Relevant Background Reading

  • Mathiasen, A. et al. Reducing the Cost of Quantum Chemical Data By Backpropagating Through Density Functional Theory. arXiv (2024) doi:10.48550/arxiv.2402.04030.
  • Li, Y. et al. Neural-network Density Functional Theory Based on Variational Energy Minimization. arXiv (2024) doi:10.48550/arxiv.2403.11287.
  • Zhang, H. et al. Self-Consistency Training for Density-Functional-Theory Hamiltonian Prediction. arXiv (2024) doi:10.48550/arxiv.2403.09560.
  • Wang, Z. et al. Infusing Self-Consistency into Density Functional Theory Hamiltonian Prediction via Deep Equilibrium Models. arXiv (2024) doi:10.48550/arxiv.2406.03794.
  • Hassan, M., Gabellini, C., Helal, H., Beaini, D. & Neklyudov, K. Self-Refining Training for Amortized Density Functional Theory. arXiv (2025) doi:10.48550/arxiv.2506.01225.
  • Yuan, Z. et al. Deep learning density functional theory Hamiltonian in real space. arXiv (2024) doi:10.48550/arxiv.2407.14379.
  • Gong, X. et al. General framework for E(3)-equivariant neural network representation of density functional theory Hamiltonian. Nat. Commun. 14, 2848 (2023).
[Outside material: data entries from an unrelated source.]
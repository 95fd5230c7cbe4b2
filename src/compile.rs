//! The compiler. Lowers a token sequence into a [`Program`]: the source text
//! of a script in the embedded language (see [`crate::script`]) that builds
//! the file's output in an implicit buffer. Literal tokens become `emit`
//! statements with their text escaped; expression regions (leading `=`)
//! become `emit` statements whose value is appended; statement regions are
//! spliced in verbatim, so control flow written across several regions
//! parses as a single construct.
//!
//! Compilation is pure and deterministic: identical tokens always yield
//! identical program text. Malformed code regions are not detected here;
//! they surface as evaluation errors when the program is parsed at
//! interpretation time.

use crate::token::{Kind, Token};

/// The compiled form of one source file. Recompiled per render, never
/// cached. The `source` field is what the debug artifact writes to disk.
#[derive(Debug, Clone, PartialEq, Eq)]
pub struct Program {
    pub source: String,
}

/// Compiles a token sequence into a [`Program`].
pub fn compile(tokens: &[Token]) -> Program {
    let mut source = String::new();
    for token in tokens {
        match token.kind {
            Kind::Literal => {
                source.push_str("emit \"");
                source.push_str(&escape(&token.text));
                source.push_str("\"\n");
            }
            Kind::Code => match token.text.strip_prefix('=') {
                Some(expression) => {
                    source.push_str("emit (");
                    source.push_str(expression);
                    source.push_str(")\n");
                }
                None => {
                    source.push_str(token.text.trim());
                    source.push('\n');
                }
            },
        }
    }
    Program { source }
}

/// Escapes literal text for embedding in a double-quoted script string:
/// backslash, quote, newline, and carriage return.
fn escape(text: &str) -> String {
    let mut escaped = String::with_capacity(text.len());
    for c in text.chars() {
        match c {
            '\\' => escaped.push_str("\\\\"),
            '"' => escaped.push_str("\\\""),
            '\n' => escaped.push_str("\\n"),
            '\r' => escaped.push_str("\\r"),
            _ => escaped.push(c),
        }
    }
    escaped
}

#[cfg(test)]
mod tests {
    use super::*;
    use crate::token::tokenize;

    fn program(input: &str) -> Program {
        compile(&tokenize(input, "<%", "%>"))
    }

    #[test]
    fn test_literal_becomes_emit() {
        assert_eq!(program("hello").source, "emit \"hello\"\n");
    }

    #[test]
    fn test_expression_region() {
        assert_eq!(program("<%= title %>").source, "emit ( title )\n");
    }

    #[test]
    fn test_statement_region_is_verbatim() {
        assert_eq!(
            program("<% for x in xs { %>y<% } %>").source,
            "for x in xs {\nemit \"y\"\n}\n"
        );
    }

    #[test]
    fn test_escaping() {
        assert_eq!(
            program("a\"b\\c\nd\re").source,
            "emit \"a\\\"b\\\\c\\nd\\re\"\n"
        );
    }

    #[test]
    fn test_deterministic() {
        let input = "<% let x = 1 %>text<%= x %>";
        assert_eq!(program(input), program(input));
    }
}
  • Song, F. & Feng, J. NeuralSCF: Neural network self-consistent fields for density functional theory. arXiv (2024) doi:10.48550/arxiv.2406.15873.
  • Schütt, K. T., Gastegger, M., Tkatchenko, A., Müller, K.-R. & Maurer, R. J. Unifying machine learning and quantum chemistry with a deep neural network for molecular wavefunctions. Nat. Commun. 10, 5024 (2019).
  • Luo, E. et al. Efficient and Scalable Density Functional Theory Hamiltonian Prediction through Adaptive Sparsity. arXiv (2025) doi:10.48550/arxiv.2502.01171.  
  • Pfau, D., Spencer, J. S., Matthews, A. G. D. G. & Foulkes, W. M. C. Ab initio solution of the many-electron Schrödinger equation with deep neural networks. Phys. Rev. Res. 2, 033429 (2020).
  • Kim, S., Kim, N., Kim, D. & Ahn, S. High-order Equivariant Flow Matching for Density Functional Theory Hamiltonian Prediction. arXiv (2025) doi:10.48550/arxiv.2505.18817.